[Collected data]
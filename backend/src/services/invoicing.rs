//! Invoice/bill issuance for intercompany order pairs
//!
//! One call issues the seller's invoice and the buyer's bill, posts both
//! accrual entries and links everything to the transaction row. The caller
//! owns the surrounding database transaction.

use chrono::{Duration, NaiveDate, Utc};
use rust_decimal::Decimal;
use serde::Serialize;
use sqlx::PgConnection;
use tracing::{info, warn};

use tally_shared::{Bill, BillItem, DocumentStatus, Invoice, InvoiceItem};

use crate::config::AccountingConfig;
use crate::error::{ApiError, ApiResult, AppError};
use super::ledger::{EntryHeader, Ledger, PostingSource, StandardAccount};
use super::orders::{self, OrderPair};
use super::sequence::{self, DocumentKind};
use super::tracker::{self, DocumentLinks};

#[derive(Debug, Clone, Serialize)]
#[serde(rename_all = "camelCase")]
pub struct IssuedDocuments {
    pub invoice: Invoice,
    pub invoice_items: Vec<InvoiceItem>,
    pub bill: Bill,
    pub bill_items: Vec<BillItem>,
    pub transaction_id: i32,
    /// False when an accrual entry was skipped for a missing account
    pub journal_posted: bool,
}

pub fn due_date(issue_date: NaiveDate, due_days: i64) -> NaiveDate {
    issue_date + Duration::days(due_days)
}

#[derive(Debug, Clone)]
pub struct InvoicingService {
    ledger: Ledger,
}

impl InvoicingService {
    pub fn new(config: &AccountingConfig) -> Self {
        Self { ledger: Ledger::new(config.clone()) }
    }

    /// Issue documents for an explicit (sales order, purchase order) pair
    pub async fn process_order_pair(
        &self,
        conn: &mut PgConnection,
        sales_order_id: i32,
        purchase_order_id: i32,
    ) -> ApiResult<IssuedDocuments> {
        let pair = orders::load_pair(conn, sales_order_id, purchase_order_id, true).await?;
        self.issue(conn, pair).await
    }

    /// Issue documents for the order pair behind an intercompany transaction
    pub async fn process_transaction(
        &self,
        conn: &mut PgConnection,
        transaction_id: i32,
    ) -> ApiResult<IssuedDocuments> {
        let (_, pair) = orders::load_pair_for_transaction(conn, transaction_id, true).await?;
        self.issue(conn, pair).await
    }

    async fn issue(&self, conn: &mut PgConnection, pair: OrderPair) -> ApiResult<IssuedDocuments> {
        if pair.seller_id() == pair.buyer_id() {
            return Err(ApiError::bad_request("Sales and purchase order belong to the same company"));
        }

        if let Some(invoice_id) = existing_invoice(conn, pair.sales_order.id).await? {
            info!(
                "Sales order {} already invoiced as {}",
                pair.sales_order.order_number, invoice_id
            );
            return Err(AppError::AlreadyInvoiced { invoice_id });
        }

        let issue_date = Utc::now().date_naive();
        let due = due_date(issue_date, self.ledger.config().invoice_due_days);

        let (invoice, invoice_items) = self.create_invoice(conn, &pair, issue_date, due).await?;
        let mut journal_posted = self
            .ledger
            .post_transfer(
                conn,
                invoice.company_id,
                StandardAccount::Receivable,
                StandardAccount::Revenue,
                invoice.total,
                EntryHeader {
                    entry_date: issue_date,
                    reference: Some(invoice.invoice_number.clone()),
                    description: format!("Intercompany invoice {}", invoice.invoice_number),
                    source: PostingSource::Invoice(invoice.id),
                },
            )
            .await?
            .is_some();

        let (bill, bill_items) = match existing_bill(conn, pair.purchase_order.id).await? {
            Some(bill) => {
                check_reusable_bill(&bill, &invoice)?;
                if let Some(other) = bill_transaction_elsewhere(conn, bill.id, pair.sales_order.id).await? {
                    return Err(ApiError::bad_request(format!(
                        "Bill {} is already linked to intercompany transaction {}",
                        bill.bill_number, other
                    )));
                }
                warn!(
                    "Purchase order {} already billed as {}, linking existing bill",
                    pair.purchase_order.order_number, bill.bill_number
                );
                let bill = sqlx::query_as::<_, Bill>(
                    "UPDATE bills SET reference_invoice_id = $2, updated_at = NOW() WHERE id = $1 RETURNING *"
                )
                .bind(bill.id)
                .bind(invoice.id)
                .fetch_one(&mut *conn)
                .await?;
                let items = bill_items(conn, bill.id).await?;
                (bill, items)
            }
            None => {
                let (bill, items) = self
                    .create_bill(conn, &pair, invoice.id, issue_date, due)
                    .await?;
                let posted = self
                    .ledger
                    .post_transfer(
                        conn,
                        bill.company_id,
                        StandardAccount::Expense,
                        StandardAccount::Payable,
                        bill.total,
                        EntryHeader {
                            entry_date: issue_date,
                            reference: Some(bill.bill_number.clone()),
                            description: format!("Intercompany bill {}", bill.bill_number),
                            source: PostingSource::Bill(bill.id),
                        },
                    )
                    .await?
                    .is_some();
                journal_posted &= posted;
                (bill, items)
            }
        };

        orders::mark_invoiced(conn, &pair).await?;
        let transaction = orders::ensure_transaction(conn, &pair).await?;
        let transaction = tracker::link_documents(
            conn,
            transaction.id,
            DocumentLinks {
                invoice_id: Some(invoice.id),
                bill_id: Some(bill.id),
                ..Default::default()
            },
        )
        .await?;

        info!(
            "Issued {} / {} for intercompany transaction {}",
            invoice.invoice_number, bill.bill_number, transaction.id
        );

        Ok(IssuedDocuments {
            invoice,
            invoice_items,
            bill,
            bill_items,
            transaction_id: transaction.id,
            journal_posted,
        })
    }

    async fn create_invoice(
        &self,
        conn: &mut PgConnection,
        pair: &OrderPair,
        issue_date: NaiveDate,
        due: NaiveDate,
    ) -> ApiResult<(Invoice, Vec<InvoiceItem>)> {
        let total: Decimal = pair.sales_items.iter().map(|i| i.total).sum();
        if total <= Decimal::ZERO {
            return Err(ApiError::bad_request("Order total must be greater than zero"));
        }

        let number = sequence::next_number(conn, DocumentKind::Invoice, pair.seller_id()).await;
        let invoice = sqlx::query_as::<_, Invoice>(
            "INSERT INTO invoices (
                company_id, invoice_number, sales_order_id, customer_id, invoice_date,
                due_date, total, amount_paid, balance_due, status
            ) VALUES ($1, $2, $3, $4, $5, $6, $7, 0, $7, $8)
            RETURNING *"
        )
        .bind(pair.seller_id())
        .bind(&number)
        .bind(pair.sales_order.id)
        .bind(pair.buyer_id())
        .bind(issue_date)
        .bind(due)
        .bind(total)
        .bind(DocumentStatus::Open.as_str())
        .fetch_one(&mut *conn)
        .await?;

        let mut items = Vec::with_capacity(pair.sales_items.len());
        for line in &pair.sales_items {
            let item = sqlx::query_as::<_, InvoiceItem>(
                "INSERT INTO invoice_items (invoice_id, product_id, description, quantity, unit_price, total)
                 VALUES ($1, $2, $3, $4, $5, $6)
                 RETURNING *"
            )
            .bind(invoice.id)
            .bind(line.product_id)
            .bind(&line.description)
            .bind(line.quantity)
            .bind(line.unit_price)
            .bind(line.total)
            .fetch_one(&mut *conn)
            .await?;
            items.push(item);
        }

        Ok((invoice, items))
    }

    async fn create_bill(
        &self,
        conn: &mut PgConnection,
        pair: &OrderPair,
        invoice_id: i32,
        issue_date: NaiveDate,
        due: NaiveDate,
    ) -> ApiResult<(Bill, Vec<BillItem>)> {
        let total: Decimal = pair.purchase_items.iter().map(|i| i.total).sum();
        if total <= Decimal::ZERO {
            return Err(ApiError::bad_request("Order total must be greater than zero"));
        }

        let number = sequence::next_number(conn, DocumentKind::Bill, pair.buyer_id()).await;
        let bill = sqlx::query_as::<_, Bill>(
            "INSERT INTO bills (
                company_id, bill_number, purchase_order_id, vendor_id, reference_invoice_id,
                bill_date, due_date, total, amount_paid, balance_due, status
            ) VALUES ($1, $2, $3, $4, $5, $6, $7, $8, 0, $8, $9)
            RETURNING *"
        )
        .bind(pair.buyer_id())
        .bind(&number)
        .bind(pair.purchase_order.id)
        .bind(pair.seller_id())
        .bind(invoice_id)
        .bind(issue_date)
        .bind(due)
        .bind(total)
        .bind(DocumentStatus::Open.as_str())
        .fetch_one(&mut *conn)
        .await?;

        let mut items = Vec::with_capacity(pair.purchase_items.len());
        for line in &pair.purchase_items {
            let item = sqlx::query_as::<_, BillItem>(
                "INSERT INTO bill_items (bill_id, product_id, description, quantity, unit_price, total)
                 VALUES ($1, $2, $3, $4, $5, $6)
                 RETURNING *"
            )
            .bind(bill.id)
            .bind(line.product_id)
            .bind(&line.description)
            .bind(line.quantity)
            .bind(line.unit_price)
            .bind(line.total)
            .fetch_one(&mut *conn)
            .await?;
            items.push(item);
        }

        Ok((bill, items))
    }
}

async fn existing_invoice(conn: &mut PgConnection, sales_order_id: i32) -> ApiResult<Option<i32>> {
    let id = sqlx::query_scalar::<_, i32>("SELECT id FROM invoices WHERE sales_order_id = $1 LIMIT 1")
        .bind(sales_order_id)
        .fetch_optional(&mut *conn)
        .await?;
    Ok(id)
}

async fn existing_bill(conn: &mut PgConnection, purchase_order_id: i32) -> ApiResult<Option<Bill>> {
    let bill = sqlx::query_as::<_, Bill>(
        "SELECT * FROM bills WHERE purchase_order_id = $1 ORDER BY id LIMIT 1 FOR UPDATE"
    )
    .bind(purchase_order_id)
    .fetch_optional(&mut *conn)
    .await?;
    Ok(bill)
}

/// A bill raised before its invoice may only mirror the new invoice: same
/// total and no other invoice referenced.
pub fn check_reusable_bill(bill: &Bill, invoice: &Invoice) -> ApiResult<()> {
    if bill.total != invoice.total {
        return Err(ApiError::bad_request(format!(
            "Existing bill {} total {} does not match invoice total {}",
            bill.bill_number, bill.total, invoice.total
        )));
    }
    match bill.reference_invoice_id {
        Some(other) if other != invoice.id => Err(ApiError::bad_request(format!(
            "Existing bill {} already references invoice {}",
            bill.bill_number, other
        ))),
        _ => Ok(()),
    }
}

/// Transaction for a different sales order that already holds this bill
async fn bill_transaction_elsewhere(
    conn: &mut PgConnection,
    bill_id: i32,
    sales_order_id: i32,
) -> ApiResult<Option<i32>> {
    let id = sqlx::query_scalar::<_, i32>(
        "SELECT id FROM intercompany_transactions
         WHERE target_bill_id = $1 AND sales_order_id IS DISTINCT FROM $2
         LIMIT 1"
    )
    .bind(bill_id)
    .bind(sales_order_id)
    .fetch_optional(&mut *conn)
    .await?;
    Ok(id)
}

pub async fn invoice_items(conn: &mut PgConnection, invoice_id: i32) -> ApiResult<Vec<InvoiceItem>> {
    let items = sqlx::query_as::<_, InvoiceItem>(
        "SELECT * FROM invoice_items WHERE invoice_id = $1 ORDER BY id"
    )
    .bind(invoice_id)
    .fetch_all(&mut *conn)
    .await?;
    Ok(items)
}

pub async fn bill_items(conn: &mut PgConnection, bill_id: i32) -> ApiResult<Vec<BillItem>> {
    let items = sqlx::query_as::<_, BillItem>("SELECT * FROM bill_items WHERE bill_id = $1 ORDER BY id")
        .bind(bill_id)
        .fetch_all(&mut *conn)
        .await?;
    Ok(items)
}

_Work request_:
Show every line from the entries that includes the word "InvoicingService".

_Exercise result_:
pub struct InvoicingService {
impl InvoicingService {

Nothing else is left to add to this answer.